Actual game changes:
Not much, sadly on this front as I mentioned I've been sick and working a lot. I've only had a couple hours in the evening each night to do much of anything. However, I did implement the "affinity" attribute for characters. It's a variable that will add bonuses to attack/defense/movement/etc that is dependent upon the day/night cycle, the tile the character stands on (i.e. if a good character is in a good forest, they get a bonus to this trait), and proximity to other like-aligned characters (this last part isn't implemented yet).

Additionally, I threw the character attributes into the UI as they had just been half implemented before. I question spending time doing this, as it's a half-measure really. The UI I got from opengameart.org, and plan on redoing it myself at some point, but for the moment it works. However, I end up spending twice the time as my workflow tends to go something like "placeholder art"->"temporary-but-slightly-better-placeholderart"->"finished artwork". I really ought to just use placeholders, finish the game, then do the artwork, but I find I get really discouraged if the game looks incredibly shoddy, so I end up doing things this way, which really takes a lot longer, with extra work, but looks slightly better along the way.

For Next week:
I'm torn between working more on game mechanics or adding more artwork. The game mechanics kind of require at least some placeholder work. I'm planning on adding more minion types for the players (right now it consists of the evil player's spiders).
For game mechanics, the most pressing things are:
Player upgrades: buildings, skill tree, minions, player-levels/xp
Player creations: power fonts, fortresses, etc
NPC villages, AI

I still need to really implement more UI functions, clickable skill casting, character selection by mouse select, rather than tabbing, etc. Just generally clean up the playability of everything.
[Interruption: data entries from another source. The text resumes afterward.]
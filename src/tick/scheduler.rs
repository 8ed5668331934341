//! The fixed-rate per-Run tick (§2 component 7, §4.7, §5 "Ordering
//! guarantees").
//!
//! One call to [`run_tick`] executes the 17 ordered phases against a Run's
//! `World` synchronously, mirroring the reference engine's headless match
//! loop (`headless/mod.rs`'s fixed-step `run_headless_match`) but scoped to
//! a single Run instead of one global arena. Phases are plain functions
//! rather than a `bevy_ecs::schedule::Schedule` — there is exactly one
//! writer and one consumer (this function), so the ordering guarantee is
//! just "call them in this order"; a `Schedule` would only pay for
//! parallelism this design never needs.

use bevy_ecs::prelude::*;
use glam::Vec2;

use crate::ai::boss_ai::{BossAbilityTrack, BossAoeTrack, ELITE_VOID_ZONE_COOLDOWN};
use crate::ai::enemy_ai::{
    acquire_target, can_attack, decide_charge, in_line_of_sight, post_attack_movement, should_leash, AggroResult,
    ChargeDecision,
};
use crate::ai::patrol::{advance_patrol, idle_return_to_spawn, should_reassign_into_room};
use crate::ai::pet_ai::{decide_attack, decide_taunt, should_follow_owner, PetAction};
use crate::catalog::abilities::IconId;
use crate::catalog::items::EquipmentSlot;
use crate::catalog::themes::{INFERNO_HAZARD_CHANCE, INFERNO_HAZARD_CHECK_INTERVAL};
use crate::combat::log::{CombatLog, CombatLogEvent};
use crate::combat::resolver::{
    apply_lifesteal_and_bloodlust, apply_shield_wall, apply_stat_modifiers, incoming_damage_rejected, reflect_damage,
    resolve_damage_hit, retribution_aura_reflect, CasterSnapshot, IncomingDamageGuards, ANCESTRAL_SPIRIT_HEAL,
};
use crate::dungeon::room::{Room, RoomModifier, RoomType};
use crate::dungeon::trap::Trap;
use crate::dungeon::Dungeon;
use crate::entities::enemy::{Enemy, EnemyTracking};
use crate::entities::ground_effect::{GroundEffect, GroundEffectType};
use crate::entities::pet::{Pet, PET_ATTACK_INTERVAL, PET_TAUNT_INTERVAL};
use crate::entities::player::{Player, PlayerCombatState};
use crate::entities::run::{Run, RunTracking};
use crate::loot::drops::kill_time_bonus;
use crate::loot::progression::{award_xp, xp_value_for_kill};
use crate::rng::SeededRng;

pub const LOOT_PICKUP_DISTANCE: f32 = 100.0;
pub const RESPAWN_DELAY: f32 = 3.0;
const MELEE_AUTO_ATTACK_RANGE: f32 = 60.0;
const RANGED_AUTO_ATTACK_RANGE: f32 = 300.0;
const AUTO_ATTACK_COOLDOWN: f32 = 1.5;
const ROOM_MODIFIER_TICK_INTERVAL: f32 = 2.0;
const FROZEN_ACCEL: f32 = 0.15;
const FROZEN_FRICTION: f32 = 0.02;
const RESPAWN_GROUND_EFFECT_PURGE_RADIUS: f32 = 150.0;
const GRAVITY_WELL_PER_TICK_FRACTION: f32 = 0.016_666_7; // ~1/60s reference tick

/// Runs one tick of phases 1-17 against `world`. `delta_time` is in
/// seconds. Events are pushed to `world`'s `CombatLog` resource as the
/// phases run; the caller (the Run task) drains it per tick for broadcast.
pub fn run_tick(world: &mut World, rng: &mut SeededRng, delta_time: f32) {
    world.resource_mut::<CombatLog>().tick_time += delta_time;

    phase_1_player_cooldowns_and_regen(world, delta_time);
    phase_2_apply_player_movement(world, delta_time);
    phase_3_room_transition(world);
    phase_4_ground_item_pickup(world);
    phase_5_trap_and_hazard_damage(world, rng, delta_time);
    phase_6_update_trap_states(world, delta_time);
    phase_7_patrol_reassignment(world);
    phase_8_ambush_trigger(world);
    phase_9_room_modifier_effects(world, delta_time);
    phase_10_player_auto_attacks(world, rng, delta_time);
    phase_11_enemy_and_boss_ai(world, rng, delta_time);
    phase_12_dot_ticking(world, delta_time);
    phase_13_pet_ai(world, delta_time);
    phase_14_room_clear_check(world, rng);
    phase_15_ground_effects(world, delta_time);
    phase_16_pet_follow(world, delta_time);
    phase_17_respawn_dead_players(world, delta_time);
}

/// Phase 1: cooldowns, mana regen, buff durations; recompute effective
/// stats when a buff expired this tick.
fn phase_1_player_cooldowns_and_regen(world: &mut World, delta_time: f32) {
    let mut query = world.query::<(&mut Player, &mut PlayerCombatState)>();
    for (mut player, mut combat) in query.iter_mut(world) {
        if !player.is_alive {
            continue;
        }
        for ability in &mut player.abilities {
            ability.cooldown_remaining = (ability.cooldown_remaining - delta_time).max(0.0);
        }
        combat.attack_cooldown = (combat.attack_cooldown - delta_time).max(0.0);

        let mana_regen = (player.effective_stats.max_mana as f32 * 0.02).round() as i32;
        player.effective_stats.mana = (player.effective_stats.mana + mana_regen).min(player.effective_stats.max_mana);

        let (expired, dot_ticks) = combat.buffs.advance(delta_time);
        for (icon, damage) in dot_ticks {
            player.effective_stats.health = (player.effective_stats.health - damage).max(0);
            if player.effective_stats.health == 0 {
                player.kill();
                combat.death_time = Some(0.0);
            }
            let _ = icon;
        }
        if !expired.is_empty() {
            for icon in &expired {
                if let Some(modifiers) = combat.buffs.remove(*icon) {
                    apply_stat_modifiers(&mut player.effective_stats, modifiers.negate());
                }
            }
        }
    }
}

/// Phase 2: movement-apply. Frozen theme uses momentum physics with wall
/// bounce; every other theme is flat `speed * deltaTime`.
fn phase_2_apply_player_movement(world: &mut World, delta_time: f32) {
    let theme_modifiers = world.resource::<Dungeon>().theme_modifiers;
    let rooms: Vec<Room> = world.query::<&Room>().iter(world).cloned().collect();

    world.resource_scope(|world, mut tracking: Mut<RunTracking>| {
        let mut query = world.query::<(Entity, &mut Player)>();
        for (entity, mut player) in query.iter_mut(world) {
            if !player.is_alive {
                continue;
            }
            let intent = tracking.movement_intent.get(&entity).copied().unwrap_or(Vec2::ZERO);
            if intent == Vec2::ZERO && tracking.momentum.get(&entity).map(|m| *m == Vec2::ZERO).unwrap_or(true) {
                continue;
            }

            let speed = player.effective_stats.speed * theme_modifiers.movement_modifier;
            let desired = if theme_modifiers.movement_modifier < 1.0 && is_frozen_theme(world) {
                let momentum = tracking.momentum.entry(entity).or_insert(Vec2::ZERO);
                *momentum += intent.normalize_or_zero() * speed * FROZEN_ACCEL;
                *momentum *= 1.0 - FROZEN_FRICTION;
                *momentum * delta_time
            } else {
                intent.normalize_or_zero() * speed * delta_time
            };

            let candidate = player.position + desired;
            let current_room = rooms.iter().find(|r| r.rect.contains(player.position));
            let blocked = current_room.map(|r| !r.rect.contains_inset(candidate, 4.0)).unwrap_or(false);
            if !blocked {
                player.position = candidate;
                continue;
            }
            // Reject the combined move; try x-only, then y-only (slide).
            let x_only = player.position + Vec2::new(desired.x, 0.0);
            let y_only = player.position + Vec2::new(0.0, desired.y);
            if current_room.map(|r| r.rect.contains_inset(x_only, 4.0)).unwrap_or(true) {
                player.position = x_only;
            } else if current_room.map(|r| r.rect.contains_inset(y_only, 4.0)).unwrap_or(true) {
                player.position = y_only;
            } else if let Some(momentum) = tracking.momentum.get_mut(&entity) {
                momentum.x *= -0.5;
                momentum.y *= -0.5;
            }
        }
    });
}

fn is_frozen_theme(world: &World) -> bool {
    matches!(world.resource::<Dungeon>().theme, crate::catalog::themes::DungeonTheme::Frozen)
}

/// Phase 3: room transition. A player whose position now lies strictly
/// inside a different (connected, or already-cleared) room transitions:
/// previous-room modifier buffs are stripped, the new room's aggro is
/// reset, boss cooldowns stagger, and out-of-room enemies clamp to center.
fn phase_3_room_transition(world: &mut World) {
    let dungeon_current = world.resource::<Dungeon>().current_room_id;
    let rooms: Vec<(Entity, Room)> = world.query::<(Entity, &Room)>().iter(world).map(|(e, r)| (e, r.clone())).collect();

    let mut players_entering: Vec<(Entity, Entity)> = Vec::new();
    {
        let mut query = world.query::<(Entity, &Player)>();
        for (entity, player) in query.iter_mut(world) {
            if !player.is_alive {
                continue;
            }
            for (room_entity, room) in &rooms {
                if *room_entity == dungeon_current {
                    continue;
                }
                let connected_or_cleared = rooms
                    .iter()
                    .find(|(e, _)| *e == dungeon_current)
                    .map(|(_, r)| r.connected_to.contains(room_entity) || r.cleared)
                    .unwrap_or(true);
                if room.rect.contains(player.position) && connected_or_cleared {
                    players_entering.push((entity, *room_entity));
                    break;
                }
            }
        }
    }

    if let Some((_, new_room)) = players_entering.first().copied() {
        if new_room != dungeon_current {
            world.resource_mut::<Dungeon>().current_room_id = new_room;

            let old_modifier = rooms.iter().find(|(e, _)| *e == dungeon_current).and_then(|(_, r)| r.modifier);
            if let Some(modifier) = old_modifier {
                let icon = modifier_icon(modifier);
                let mut query = world.query::<&mut PlayerCombatState>();
                for mut combat in query.iter_mut(world) {
                    if let Some(removed) = combat.buffs.remove(icon) {
                        let _ = removed;
                    }
                }
            }

            let enemy_ids: Vec<Entity> = rooms.iter().find(|(e, _)| *e == new_room).map(|(_, r)| r.enemies.clone()).unwrap_or_default();
            let room_rect = rooms.iter().find(|(e, _)| *e == new_room).map(|(_, r)| r.rect);
            for enemy_entity in enemy_ids {
                if let Some(mut enemy) = world.get_mut::<Enemy>(enemy_entity) {
                    enemy.target_id = None;
                    if let Some(rect) = room_rect {
                        if !rect.contains(enemy.position) {
                            enemy.position = rect.center();
                        }
                    }
                }
                if let Some(mut tracking) = world.get_mut::<EnemyTracking>(enemy_entity) {
                    tracking.aggro_start = None;
                }
            }
            world.resource_mut::<RunTracking>().boss_fight_start.clear();
        }
    }
}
Those seem like a good foundation before moving on to anything more complicated, and should get the game up to a playable state. We'll see what I actually manager to get done

I've been using github to host the code, but I've decided to use the github pages (their website hosting....thingy) to update things. Right now it's just blank, but it seems pretty snazzy, customizable, and it's free, so for the time being, that will be where I update development progress (other than this journal). Additionally, it's linked to my github account, and hosts the game files that are easily downloadable from the website. http://hobogames.github.io/Eviiil-Empiiire-Extremely-Alpha/

Screenshots, other than the UI, are pretty much like last week. You can't see in the picture, but I've loaded a saved game )
skybox and UI credit here and here.
Full game code here:
Feel free to leave thoughts, criticism, comments, encouragement, or even discouragement, it's much appreciated
Cheers all!




Ending and Beginning

Hey everyone. This is my first journal entry here on gamedev.net. I thought I would try to get in the habit of making a weekly entry here, if only to gather my thoughts and try to think critically about what I'm doing I know this is the final day of the Week of Awesome (which I sadly didn't participate in), so it'll likely be drowned in a sea of entries, but, if I didn't do it today, it would be postponed another week, so. thanks to anyone who takes the time to read it

Since this is my first entry, a little background: I'm 36 years old, and just began programming earlier this year. I started with java, then moved into python, then finally into c++. I started work with SFML and c++ and was making 2D games. I recently started a new project with OpenGL. While I tend to learn quickly, there are certainly some giant gaps in my programming knowledge, as I'm using online resources primarily, and learning as I go. I would love any critical feedback on anything I post here, but please keep in mind I am not a seasoned developer and so much of the code may be less than ideal.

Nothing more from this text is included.